Bridal party self-invite

Hello Brides,  
     I need a suggestion on how to handle a long time friend that has requested/demanded to be a part of the wedding party.  A friend of mine has said for the last 3.5 years while I was dating my BF (now fiance) that when I got married she was going to be the matron of honor.  Our friendship has waxed and wained over the years as we are in very different stages of our lives (she is ~18 years older than me).  I'm graduating with my doctorate soon, so school has been my focus for the last six years;  she started a family a few years ago, so our lives have been very different. She actually hasnt even met my fiance (even though we have dated for 3.5 years).  She had expressed negative feelings toward him because he came from an affluent family, but since we have been engaged only has nice things to say about him. I have already chosen my bridal party. 
    I have thought carefully about who I wanted to be in my wedding party long before my fiance and I got engaged.  I chose five friends that are all very different, but similar in age.  The five girlfriends I chose will interact well and will have fun together.  My older friend that requested to be part of the bridal party just wouldn't mesh with the other girls.  
   I have not come out and announced to her that I have made my decision on the bridal party, however, she is hinting at it from time to time.  I dont want to hurt her feelings and offend her.  We work at the same weekend job when I'm home from breaks and I dont want to lose that connection either. 
  Also, some time ago we had planned on me being the Godmother of her first child.  When her child was born we weren't as close and she asked her cousin to be the Godmother.  To this day, we have never discussed how I was supposed to be the Godmother.  Although, to be honest, I think that situation worked out well.....so do I avoid the bridal party deets or address the issue head on with her?

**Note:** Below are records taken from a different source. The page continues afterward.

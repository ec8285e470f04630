//! Rate limiting middleware.
//!
//! In-memory fixed-window rate limiting per source IP. Two independently
//! owned limiter instances cover login attempts and general admin/API
//! traffic; each is injected into the router rather than living in a
//! process-wide singleton, so tests can construct isolated instances.

use axum::{
    extract::{ConnectInfo, Request, State},
    http::{header, StatusCode},
    middleware::Next,
    response::{IntoResponse, Response},
    Json,
};
use parking_lot::Mutex;
use serde_json::json;
use std::collections::HashMap;
use std::net::{IpAddr, SocketAddr};
use std::sync::Arc;
use std::time::{Duration, Instant};
use tracing::warn;

/// Configuration for one rate limiting policy.
#[derive(Clone)]
pub struct RateLimitConfig {
    /// Maximum requests per window.
    pub max_requests: u32,
    /// Window duration.
    pub window: Duration,
    /// Un-count attempts whose response is 2xx.
    pub skip_successful: bool,
    /// Fixed message returned on rejection.
    pub message: &'static str,
}

impl RateLimitConfig {
    /// Login attempts: 5 per 15-minute window. Successes are counted too,
    /// so the sixth attempt in a window is rejected regardless of
    /// credential correctness.
    pub fn login() -> Self {
        Self {
            max_requests: 5,
            window: Duration::from_secs(15 * 60),
            skip_successful: false,
            message: "Too many login attempts. Please try again later.",
        }
    }

    /// General admin/API traffic: 60 requests per 60-second window.
    pub fn api() -> Self {
        Self {
            max_requests: 60,
            window: Duration::from_secs(60),
            skip_successful: false,
            message: "Too many requests. Please slow down.",
        }
    }
}

/// Rate limiter state tracking request counts per IP.
#[derive(Clone)]
pub struct RateLimiter {
    config: RateLimitConfig,
    state: Arc<Mutex<HashMap<IpAddr, WindowEntry>>>,
}

struct WindowEntry {
    count: u32,
    window_start: Instant,
}

enum Decision {
    Allowed,
    Limited { retry_after: Duration },
}

impl RateLimiter {
    pub fn new(config: RateLimitConfig) -> Self {
        Self {
            config,
            state: Arc::new(Mutex::new(HashMap::new())),
        }
    }

    /// Increment-and-check under one lock, so concurrent requests from the
    /// same address cannot slip past the threshold between a check and an
    /// increment.
    fn check(&self, ip: IpAddr) -> Decision {
        let mut state = self.state.lock();
        let now = Instant::now();

        let entry = state.entry(ip).or_insert(WindowEntry {
            count: 0,
            window_start: now,
        });

        // Reset window if expired
        if now.duration_since(entry.window_start) >= self.config.window {
            entry.count = 0;
            entry.window_start = now;
        }

        if entry.count >= self.config.max_requests {
            return Decision::Limited {
                retry_after: (entry.window_start + self.config.window).duration_since(now),
            };
        }

        entry.count += 1;
        Decision::Allowed
    }

    /// Un-count one attempt (used when `skip_successful` is set).
    fn forgive(&self, ip: IpAddr) {
        if let Some(entry) = self.state.lock().get_mut(&ip) {
            entry.count = entry.count.saturating_sub(1);
        }
    }

    /// Evict stale window entries (call from a background task).
    pub fn cleanup(&self) {
        let mut state = self.state.lock();
        let now = Instant::now();
        let window = self.config.window;

        state.retain(|_, entry| now.duration_since(entry.window_start) < window * 2);
    }
}

/// Rate limiting middleware function.
pub async fn rate_limit_middleware(
    State(limiter): State<RateLimiter>,
    ConnectInfo(addr): ConnectInfo<SocketAddr>,
    request: Request,
    next: Next,
) -> Response {
    let ip = addr.ip();

    match limiter.check(ip) {
        Decision::Limited { retry_after } => {
            warn!(
                ip = %ip,
                retry_after_secs = retry_after.as_secs(),
                "Rate limit exceeded"
            );

            (
                StatusCode::TOO_MANY_REQUESTS,
                [(
                    header::RETRY_AFTER,
                    retry_after.as_secs().max(1).to_string(),
                )],
                Json(json!({ "error": limiter.config.message })),
            )
                .into_response()
        }
        Decision::Allowed => {
            let response = next.run(request).await;

            if limiter.config.skip_successful && response.status().is_success() {
                limiter.forgive(ip);
            }

            response
        }
    }
}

Re: Bridal party self-invite

  • Hurt feelings come from a lack of communication. Ask her what she was looking forward to most and maybe try to accomodate it if it's simple. A good friend of mine was most looking forward to helping me pick my dress. So, after taking my family and wedding party to shop, I'm getting her input on the final picks and then we're going to be silly and immature and she's going to pick out the hideous dresses we both hate and she can exercise her bitch-bone as she calls it. Good times and she can get out her malicious feelings in a rather innocent manner.
    Wedding Countdown Ticker
  • You have to address this head on!  It's rude for her to assume but maybe you can ease the blow by asking her to be a reader or hand out the programs or something.  When she asks why she's not standing up just be honest with her.  Tell her you and the fiance made the decision together and since he never met her he didn't feel comfortable having her in the wedding party.  If she gets mad at you about it, then you know where your friendship stands!